# [TASK TO COMPLETE]
Scan the records for "reqwest" and copy each line that contains it.
⁂
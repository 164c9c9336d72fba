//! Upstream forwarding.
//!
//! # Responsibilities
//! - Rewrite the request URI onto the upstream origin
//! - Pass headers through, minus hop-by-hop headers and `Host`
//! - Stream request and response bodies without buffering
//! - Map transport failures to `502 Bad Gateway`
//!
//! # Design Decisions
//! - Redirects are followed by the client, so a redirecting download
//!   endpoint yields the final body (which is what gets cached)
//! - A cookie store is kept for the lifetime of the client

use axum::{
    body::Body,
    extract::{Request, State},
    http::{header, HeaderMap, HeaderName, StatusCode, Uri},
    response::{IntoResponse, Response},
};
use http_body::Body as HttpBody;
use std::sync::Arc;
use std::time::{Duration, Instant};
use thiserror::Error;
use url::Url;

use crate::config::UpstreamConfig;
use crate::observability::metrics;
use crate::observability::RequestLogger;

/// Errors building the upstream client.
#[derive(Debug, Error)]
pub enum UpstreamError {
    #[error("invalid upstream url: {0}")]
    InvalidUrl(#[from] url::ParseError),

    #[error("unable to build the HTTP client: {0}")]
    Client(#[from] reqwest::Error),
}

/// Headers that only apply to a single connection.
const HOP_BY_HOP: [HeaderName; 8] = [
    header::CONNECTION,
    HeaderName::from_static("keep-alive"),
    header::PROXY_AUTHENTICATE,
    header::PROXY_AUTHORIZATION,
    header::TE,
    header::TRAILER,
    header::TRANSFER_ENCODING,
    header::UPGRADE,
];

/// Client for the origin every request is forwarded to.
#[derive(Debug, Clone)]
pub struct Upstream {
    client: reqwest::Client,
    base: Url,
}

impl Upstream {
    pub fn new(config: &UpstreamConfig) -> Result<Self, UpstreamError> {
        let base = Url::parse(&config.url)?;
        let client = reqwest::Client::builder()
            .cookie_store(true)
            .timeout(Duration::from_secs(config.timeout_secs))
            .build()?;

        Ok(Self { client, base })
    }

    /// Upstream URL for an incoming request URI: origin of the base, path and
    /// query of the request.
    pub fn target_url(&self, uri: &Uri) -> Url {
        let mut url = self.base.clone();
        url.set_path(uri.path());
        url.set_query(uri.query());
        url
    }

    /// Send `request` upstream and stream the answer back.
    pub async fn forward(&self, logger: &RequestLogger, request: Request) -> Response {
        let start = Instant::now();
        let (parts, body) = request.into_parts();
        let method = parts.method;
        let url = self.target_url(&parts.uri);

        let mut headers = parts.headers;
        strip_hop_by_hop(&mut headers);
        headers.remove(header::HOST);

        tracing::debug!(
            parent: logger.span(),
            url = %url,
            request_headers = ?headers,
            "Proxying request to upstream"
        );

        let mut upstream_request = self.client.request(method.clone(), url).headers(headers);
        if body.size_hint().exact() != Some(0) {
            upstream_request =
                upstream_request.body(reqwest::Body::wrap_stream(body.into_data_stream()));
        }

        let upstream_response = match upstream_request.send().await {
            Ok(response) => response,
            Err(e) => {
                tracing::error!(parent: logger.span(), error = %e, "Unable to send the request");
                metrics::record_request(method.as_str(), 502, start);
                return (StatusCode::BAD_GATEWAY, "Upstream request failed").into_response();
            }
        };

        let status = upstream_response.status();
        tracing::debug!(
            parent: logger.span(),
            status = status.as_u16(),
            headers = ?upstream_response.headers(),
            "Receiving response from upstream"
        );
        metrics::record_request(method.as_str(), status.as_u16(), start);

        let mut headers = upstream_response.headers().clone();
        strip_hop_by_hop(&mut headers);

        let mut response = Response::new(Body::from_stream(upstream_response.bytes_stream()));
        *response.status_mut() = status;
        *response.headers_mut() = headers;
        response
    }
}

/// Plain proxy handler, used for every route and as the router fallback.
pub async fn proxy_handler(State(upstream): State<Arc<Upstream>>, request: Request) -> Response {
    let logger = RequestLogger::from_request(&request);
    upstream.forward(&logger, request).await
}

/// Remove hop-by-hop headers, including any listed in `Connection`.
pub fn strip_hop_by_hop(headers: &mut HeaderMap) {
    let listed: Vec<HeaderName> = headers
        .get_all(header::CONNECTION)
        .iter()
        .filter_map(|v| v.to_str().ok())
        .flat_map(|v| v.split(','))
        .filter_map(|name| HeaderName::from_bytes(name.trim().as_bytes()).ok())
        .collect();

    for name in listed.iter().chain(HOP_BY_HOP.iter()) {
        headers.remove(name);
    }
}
⁂
# [RESULT OF THE EXERCISE]
    Client(#[from] reqwest::Error),
    client: reqwest::Client,
        let client = reqwest::Client::builder()
                upstream_request.body(reqwest::Body::wrap_stream(body.into_data_stream()));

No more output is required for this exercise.